> _HOW TO COMPLETE THIS TASK_
Only these lines are needed: the first line of the entries below through the line with "fn from(txn: Transaction)", each returned exactly.

> _Stored data entries_
▬▬▬▬▬▬

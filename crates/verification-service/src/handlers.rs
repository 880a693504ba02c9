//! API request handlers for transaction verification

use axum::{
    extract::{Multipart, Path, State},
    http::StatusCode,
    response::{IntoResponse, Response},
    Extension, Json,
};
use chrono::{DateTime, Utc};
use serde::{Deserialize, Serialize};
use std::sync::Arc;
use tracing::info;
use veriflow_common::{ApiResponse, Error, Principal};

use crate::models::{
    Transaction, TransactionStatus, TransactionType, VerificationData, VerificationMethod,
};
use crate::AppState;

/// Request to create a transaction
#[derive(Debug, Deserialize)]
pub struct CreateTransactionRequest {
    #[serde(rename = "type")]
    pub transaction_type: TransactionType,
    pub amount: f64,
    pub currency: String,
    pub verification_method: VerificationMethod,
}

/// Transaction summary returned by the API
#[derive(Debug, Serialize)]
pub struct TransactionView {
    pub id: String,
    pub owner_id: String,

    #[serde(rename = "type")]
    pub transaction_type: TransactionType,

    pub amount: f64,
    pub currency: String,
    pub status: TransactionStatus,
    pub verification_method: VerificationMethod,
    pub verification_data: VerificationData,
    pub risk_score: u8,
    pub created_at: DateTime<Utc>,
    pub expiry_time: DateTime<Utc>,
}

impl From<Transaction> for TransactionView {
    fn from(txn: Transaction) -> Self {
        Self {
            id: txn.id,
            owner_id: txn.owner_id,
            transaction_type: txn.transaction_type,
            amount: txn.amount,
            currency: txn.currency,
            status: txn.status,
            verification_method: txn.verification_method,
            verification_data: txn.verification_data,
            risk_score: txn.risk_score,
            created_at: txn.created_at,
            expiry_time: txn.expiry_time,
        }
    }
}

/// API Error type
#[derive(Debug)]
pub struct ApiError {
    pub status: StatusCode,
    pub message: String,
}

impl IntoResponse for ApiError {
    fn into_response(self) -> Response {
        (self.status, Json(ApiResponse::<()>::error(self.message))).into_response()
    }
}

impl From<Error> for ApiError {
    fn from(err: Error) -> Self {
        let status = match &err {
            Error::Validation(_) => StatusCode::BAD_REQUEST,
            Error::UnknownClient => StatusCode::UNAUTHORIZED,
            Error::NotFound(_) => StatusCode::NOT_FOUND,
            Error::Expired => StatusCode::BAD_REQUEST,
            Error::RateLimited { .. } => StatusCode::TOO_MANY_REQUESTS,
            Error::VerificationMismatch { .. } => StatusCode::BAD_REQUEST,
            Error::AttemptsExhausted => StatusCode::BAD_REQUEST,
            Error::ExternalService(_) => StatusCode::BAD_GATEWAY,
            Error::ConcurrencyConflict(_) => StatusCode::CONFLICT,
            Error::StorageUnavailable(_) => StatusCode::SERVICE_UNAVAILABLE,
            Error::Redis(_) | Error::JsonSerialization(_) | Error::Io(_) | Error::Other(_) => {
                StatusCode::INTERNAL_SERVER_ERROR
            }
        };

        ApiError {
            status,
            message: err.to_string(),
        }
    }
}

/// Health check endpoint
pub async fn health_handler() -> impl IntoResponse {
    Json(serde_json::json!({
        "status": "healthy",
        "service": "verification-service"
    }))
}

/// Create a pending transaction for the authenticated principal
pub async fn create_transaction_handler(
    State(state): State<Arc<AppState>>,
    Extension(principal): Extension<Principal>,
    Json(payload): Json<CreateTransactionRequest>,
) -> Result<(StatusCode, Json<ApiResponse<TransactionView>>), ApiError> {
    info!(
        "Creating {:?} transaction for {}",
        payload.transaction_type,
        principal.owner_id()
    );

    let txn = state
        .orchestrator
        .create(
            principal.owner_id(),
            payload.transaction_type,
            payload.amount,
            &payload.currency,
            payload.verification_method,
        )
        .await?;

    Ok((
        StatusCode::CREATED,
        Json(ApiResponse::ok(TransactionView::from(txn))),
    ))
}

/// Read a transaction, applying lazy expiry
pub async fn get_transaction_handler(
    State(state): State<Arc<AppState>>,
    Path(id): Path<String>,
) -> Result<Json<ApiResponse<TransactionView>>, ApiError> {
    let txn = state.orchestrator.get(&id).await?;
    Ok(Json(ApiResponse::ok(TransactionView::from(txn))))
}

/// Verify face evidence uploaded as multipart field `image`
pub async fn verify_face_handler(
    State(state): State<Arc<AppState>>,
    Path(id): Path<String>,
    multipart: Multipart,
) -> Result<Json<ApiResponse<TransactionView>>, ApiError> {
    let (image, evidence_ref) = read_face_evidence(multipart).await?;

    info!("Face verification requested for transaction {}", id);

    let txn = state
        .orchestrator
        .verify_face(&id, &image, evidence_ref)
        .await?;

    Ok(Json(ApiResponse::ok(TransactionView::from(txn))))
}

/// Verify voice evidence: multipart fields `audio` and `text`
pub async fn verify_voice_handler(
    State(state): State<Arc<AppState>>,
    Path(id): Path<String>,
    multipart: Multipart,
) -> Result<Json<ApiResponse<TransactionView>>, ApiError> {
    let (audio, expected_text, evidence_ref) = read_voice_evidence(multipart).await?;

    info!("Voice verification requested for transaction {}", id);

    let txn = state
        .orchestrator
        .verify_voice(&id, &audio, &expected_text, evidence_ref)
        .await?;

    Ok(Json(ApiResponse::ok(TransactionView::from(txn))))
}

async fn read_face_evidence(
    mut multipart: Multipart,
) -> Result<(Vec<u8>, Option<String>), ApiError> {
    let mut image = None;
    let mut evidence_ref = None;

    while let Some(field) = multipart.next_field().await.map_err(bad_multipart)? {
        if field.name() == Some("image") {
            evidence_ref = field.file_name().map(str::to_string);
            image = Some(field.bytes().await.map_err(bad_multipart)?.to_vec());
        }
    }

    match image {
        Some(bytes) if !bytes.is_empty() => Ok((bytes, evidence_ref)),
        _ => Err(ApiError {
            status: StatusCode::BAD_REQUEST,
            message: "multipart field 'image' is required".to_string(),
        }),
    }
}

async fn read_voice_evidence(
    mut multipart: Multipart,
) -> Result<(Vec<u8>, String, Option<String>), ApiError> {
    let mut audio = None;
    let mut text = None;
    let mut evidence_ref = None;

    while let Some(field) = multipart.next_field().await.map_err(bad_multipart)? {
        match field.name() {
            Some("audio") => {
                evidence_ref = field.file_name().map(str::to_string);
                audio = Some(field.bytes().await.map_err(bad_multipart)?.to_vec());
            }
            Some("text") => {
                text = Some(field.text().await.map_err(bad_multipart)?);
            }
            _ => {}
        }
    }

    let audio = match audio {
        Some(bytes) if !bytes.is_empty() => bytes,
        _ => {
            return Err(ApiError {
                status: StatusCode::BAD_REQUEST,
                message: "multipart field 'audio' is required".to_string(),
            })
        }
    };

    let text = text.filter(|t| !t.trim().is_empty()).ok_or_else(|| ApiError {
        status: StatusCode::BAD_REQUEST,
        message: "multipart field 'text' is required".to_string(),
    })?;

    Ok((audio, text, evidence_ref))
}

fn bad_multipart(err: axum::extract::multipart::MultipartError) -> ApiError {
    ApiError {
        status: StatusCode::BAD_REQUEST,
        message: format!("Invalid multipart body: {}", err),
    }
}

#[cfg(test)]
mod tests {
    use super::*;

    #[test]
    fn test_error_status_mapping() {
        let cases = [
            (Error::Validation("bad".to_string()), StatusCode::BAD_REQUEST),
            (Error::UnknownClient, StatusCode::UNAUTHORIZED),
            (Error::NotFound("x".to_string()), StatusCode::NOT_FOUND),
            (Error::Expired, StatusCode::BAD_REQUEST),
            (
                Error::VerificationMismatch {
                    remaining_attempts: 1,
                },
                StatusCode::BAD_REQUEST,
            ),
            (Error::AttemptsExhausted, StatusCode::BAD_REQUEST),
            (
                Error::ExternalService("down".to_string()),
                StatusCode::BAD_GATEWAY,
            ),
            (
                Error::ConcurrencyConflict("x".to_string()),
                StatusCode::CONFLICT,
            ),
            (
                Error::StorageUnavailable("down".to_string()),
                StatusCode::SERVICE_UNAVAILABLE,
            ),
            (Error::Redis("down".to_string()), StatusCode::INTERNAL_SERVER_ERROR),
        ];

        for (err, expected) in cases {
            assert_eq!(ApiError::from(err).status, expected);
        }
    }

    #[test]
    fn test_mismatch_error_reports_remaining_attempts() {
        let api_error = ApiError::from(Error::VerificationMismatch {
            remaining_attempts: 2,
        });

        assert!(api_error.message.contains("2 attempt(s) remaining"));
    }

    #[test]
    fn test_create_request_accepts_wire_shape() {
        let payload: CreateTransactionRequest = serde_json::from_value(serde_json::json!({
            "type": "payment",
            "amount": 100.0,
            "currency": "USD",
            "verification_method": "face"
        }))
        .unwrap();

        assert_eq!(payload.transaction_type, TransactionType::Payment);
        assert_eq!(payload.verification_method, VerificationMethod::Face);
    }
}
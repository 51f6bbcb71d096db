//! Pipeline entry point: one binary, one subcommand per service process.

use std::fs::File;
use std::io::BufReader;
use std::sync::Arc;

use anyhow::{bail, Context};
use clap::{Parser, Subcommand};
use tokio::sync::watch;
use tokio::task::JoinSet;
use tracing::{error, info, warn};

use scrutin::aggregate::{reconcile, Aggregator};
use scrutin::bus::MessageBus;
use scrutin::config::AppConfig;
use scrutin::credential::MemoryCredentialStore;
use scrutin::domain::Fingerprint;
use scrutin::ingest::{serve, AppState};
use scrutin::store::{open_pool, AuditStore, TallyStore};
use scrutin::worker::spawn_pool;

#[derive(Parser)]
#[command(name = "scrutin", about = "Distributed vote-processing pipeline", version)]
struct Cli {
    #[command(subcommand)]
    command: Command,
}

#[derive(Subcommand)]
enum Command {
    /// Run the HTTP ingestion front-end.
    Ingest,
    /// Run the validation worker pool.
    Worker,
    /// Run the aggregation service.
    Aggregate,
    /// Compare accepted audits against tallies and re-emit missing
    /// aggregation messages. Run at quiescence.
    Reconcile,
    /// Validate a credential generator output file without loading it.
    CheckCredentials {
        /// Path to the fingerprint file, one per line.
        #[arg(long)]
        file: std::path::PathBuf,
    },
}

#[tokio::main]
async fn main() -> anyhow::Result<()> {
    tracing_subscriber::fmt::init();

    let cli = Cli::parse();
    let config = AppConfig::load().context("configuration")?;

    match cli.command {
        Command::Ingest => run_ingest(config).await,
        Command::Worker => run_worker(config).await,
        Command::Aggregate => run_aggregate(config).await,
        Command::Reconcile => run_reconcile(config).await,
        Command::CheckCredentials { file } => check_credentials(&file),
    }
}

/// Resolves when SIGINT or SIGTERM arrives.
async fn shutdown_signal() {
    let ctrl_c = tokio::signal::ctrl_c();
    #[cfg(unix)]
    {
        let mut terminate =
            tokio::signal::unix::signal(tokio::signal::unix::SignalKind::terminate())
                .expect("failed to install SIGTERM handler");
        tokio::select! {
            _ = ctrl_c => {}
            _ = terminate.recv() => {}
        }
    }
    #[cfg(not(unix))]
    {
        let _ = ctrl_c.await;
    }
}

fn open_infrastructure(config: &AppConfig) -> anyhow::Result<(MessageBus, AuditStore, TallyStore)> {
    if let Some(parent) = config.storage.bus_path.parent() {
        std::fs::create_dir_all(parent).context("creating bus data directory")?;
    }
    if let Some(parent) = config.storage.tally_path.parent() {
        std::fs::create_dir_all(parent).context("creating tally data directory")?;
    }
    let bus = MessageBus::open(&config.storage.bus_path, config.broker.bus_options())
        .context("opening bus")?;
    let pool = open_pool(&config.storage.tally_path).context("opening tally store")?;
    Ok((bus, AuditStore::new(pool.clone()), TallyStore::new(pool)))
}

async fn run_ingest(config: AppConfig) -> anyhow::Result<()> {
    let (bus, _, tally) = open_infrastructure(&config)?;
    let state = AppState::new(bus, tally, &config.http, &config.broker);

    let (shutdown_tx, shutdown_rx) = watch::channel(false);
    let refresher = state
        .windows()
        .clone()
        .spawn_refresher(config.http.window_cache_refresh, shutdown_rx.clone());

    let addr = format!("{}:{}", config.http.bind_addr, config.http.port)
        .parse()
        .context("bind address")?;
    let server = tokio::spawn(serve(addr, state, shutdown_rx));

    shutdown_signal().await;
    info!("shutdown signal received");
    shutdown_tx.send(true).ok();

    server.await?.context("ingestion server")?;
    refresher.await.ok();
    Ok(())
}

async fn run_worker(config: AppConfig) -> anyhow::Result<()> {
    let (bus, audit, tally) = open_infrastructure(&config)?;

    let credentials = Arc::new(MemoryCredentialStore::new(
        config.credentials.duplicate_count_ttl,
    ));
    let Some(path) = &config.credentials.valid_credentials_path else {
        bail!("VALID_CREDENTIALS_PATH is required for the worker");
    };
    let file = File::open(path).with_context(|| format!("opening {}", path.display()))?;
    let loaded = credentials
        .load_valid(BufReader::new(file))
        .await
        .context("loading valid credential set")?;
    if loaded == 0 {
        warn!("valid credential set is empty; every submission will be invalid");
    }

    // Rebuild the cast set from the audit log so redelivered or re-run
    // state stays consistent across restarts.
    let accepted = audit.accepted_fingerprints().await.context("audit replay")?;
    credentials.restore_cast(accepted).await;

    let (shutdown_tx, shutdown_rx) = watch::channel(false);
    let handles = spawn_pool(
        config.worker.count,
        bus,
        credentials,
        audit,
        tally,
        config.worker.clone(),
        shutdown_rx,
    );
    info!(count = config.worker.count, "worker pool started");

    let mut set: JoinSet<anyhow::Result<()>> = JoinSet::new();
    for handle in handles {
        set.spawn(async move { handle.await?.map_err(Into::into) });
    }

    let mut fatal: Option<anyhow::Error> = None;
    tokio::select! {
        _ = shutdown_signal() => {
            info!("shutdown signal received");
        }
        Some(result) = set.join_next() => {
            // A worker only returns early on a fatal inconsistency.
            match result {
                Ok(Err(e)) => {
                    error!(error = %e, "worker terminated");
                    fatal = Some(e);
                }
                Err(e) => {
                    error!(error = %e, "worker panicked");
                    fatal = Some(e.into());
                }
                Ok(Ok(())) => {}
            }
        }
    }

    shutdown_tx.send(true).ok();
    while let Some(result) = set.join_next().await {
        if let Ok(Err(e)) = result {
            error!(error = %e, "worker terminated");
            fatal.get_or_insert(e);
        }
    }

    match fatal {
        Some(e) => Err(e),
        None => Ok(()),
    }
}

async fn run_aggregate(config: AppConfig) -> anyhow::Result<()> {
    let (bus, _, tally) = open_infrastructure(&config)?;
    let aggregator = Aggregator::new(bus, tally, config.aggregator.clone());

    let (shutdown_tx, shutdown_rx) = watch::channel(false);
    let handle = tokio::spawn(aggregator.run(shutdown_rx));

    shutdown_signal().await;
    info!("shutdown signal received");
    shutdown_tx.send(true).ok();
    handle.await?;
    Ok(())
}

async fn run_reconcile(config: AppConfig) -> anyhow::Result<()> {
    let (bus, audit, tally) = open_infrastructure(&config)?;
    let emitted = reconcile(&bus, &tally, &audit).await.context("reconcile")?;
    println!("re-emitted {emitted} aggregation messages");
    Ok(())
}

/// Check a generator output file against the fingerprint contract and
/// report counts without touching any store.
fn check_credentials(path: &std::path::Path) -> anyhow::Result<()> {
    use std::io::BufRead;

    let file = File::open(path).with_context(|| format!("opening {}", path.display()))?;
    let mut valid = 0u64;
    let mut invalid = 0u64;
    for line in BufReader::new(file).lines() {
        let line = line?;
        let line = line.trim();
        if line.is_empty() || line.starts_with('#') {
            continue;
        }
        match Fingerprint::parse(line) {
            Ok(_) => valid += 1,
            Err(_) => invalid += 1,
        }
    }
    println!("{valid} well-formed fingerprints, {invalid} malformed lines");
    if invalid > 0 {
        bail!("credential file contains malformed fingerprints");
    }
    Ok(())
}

▬▬▬▬▬▬

> _REPLY TO THE TASK_
filename crates/verification-service/src/handlers.rs
repository 880a693504ba02c9
//! API request handlers for transaction verification

use axum::{
    extract::{Multipart, Path, State},
    http::StatusCode,
    response::{IntoResponse, Response},
    Extension, Json,
};
use chrono::{DateTime, Utc};
use serde::{Deserialize, Serialize};
use std::sync::Arc;
use tracing::info;
use veriflow_common::{ApiResponse, Error, Principal};

use crate::models::{
    Transaction, TransactionStatus, TransactionType, VerificationData, VerificationMethod,
};
use crate::AppState;

/// Request to create a transaction
#[derive(Debug, Deserialize)]
pub struct CreateTransactionRequest {
    #[serde(rename = "type")]
    pub transaction_type: TransactionType,
    pub amount: f64,
    pub currency: String,
    pub verification_method: VerificationMethod,
}

/// Transaction summary returned by the API
#[derive(Debug, Serialize)]
pub struct TransactionView {
    pub id: String,
    pub owner_id: String,

    #[serde(rename = "type")]
    pub transaction_type: TransactionType,

    pub amount: f64,
    pub currency: String,
    pub status: TransactionStatus,
    pub verification_method: VerificationMethod,
    pub verification_data: VerificationData,
    pub risk_score: u8,
    pub created_at: DateTime<Utc>,
    pub expiry_time: DateTime<Utc>,
}

impl From<Transaction> for TransactionView {
    fn from(txn: Transaction) -> Self {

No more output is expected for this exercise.